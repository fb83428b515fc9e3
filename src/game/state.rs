//! Game state types.

/// One of the two players.
#[derive(Debug, Clone, Copy, PartialEq, Eq, Hash)]
pub enum Player {
    /// Player one, who acts first.
    One,
    /// Player two.
    Two,
}

impl Player {
    /// Returns the other player.
    #[must_use]
    pub const fn other(self) -> Self {
        match self {
            Self::One => Self::Two,
            Self::Two => Self::One,
        }
    }

    /// Returns this player's hand index.
    #[must_use]
    pub(crate) const fn index(self) -> usize {
        match self {
            Self::One => 0,
            Self::Two => 1,
        }
    }

    /// Returns the player's display number (1 or 2).
    #[must_use]
    pub const fn number(self) -> u8 {
        match self {
            Self::One => 1,
            Self::Two => 2,
        }
    }
}

/// Game state.
#[derive(Debug, Clone, Copy, PartialEq, Eq)]
pub enum GameState {
    /// Hands have not been dealt yet.
    Dealing,
    /// Waiting for the given player to take their turn.
    PlayerTurn(Player),
    /// The given player emptied their hand and won.
    GameOver(Player),
}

= = = =

> _Exercise brief_
Set down, exactly and in full, the lines from the one containing "#[derive(Debug, Clone, Copy, PartialEq, Eq, Hash)]" through the end of the entries; no other line belongs.

> _Exercise solution_
#[derive(Debug, Clone, Copy, PartialEq, Eq, Hash)]
pub enum Player {
    /// Player one, who acts first.
    One,
    /// Player two.
    Two,
}

impl Player {
    /// Returns the other player.
    #[must_use]
    pub const fn other(self) -> Self {
        match self {
            Self::One => Self::Two,
            Self::Two => Self::One,
        }
    }

    /// Returns this player's hand index.
    #[must_use]
    pub(crate) const fn index(self) -> usize {
        match self {
            Self::One => 0,
            Self::Two => 1,
        }
    }

    /// Returns the player's display number (1 or 2).
    #[must_use]
    pub const fn number(self) -> u8 {
        match self {
            Self::One => 1,
            Self::Two => 2,
        }
    }
}

/// Game state.
#[derive(Debug, Clone, Copy, PartialEq, Eq)]
pub enum GameState {
    /// Hands have not been dealt yet.
    Dealing,
    /// Waiting for the given player to take their turn.
    PlayerTurn(Player),
    /// The given player emptied their hand and won.
    GameOver(Player),
}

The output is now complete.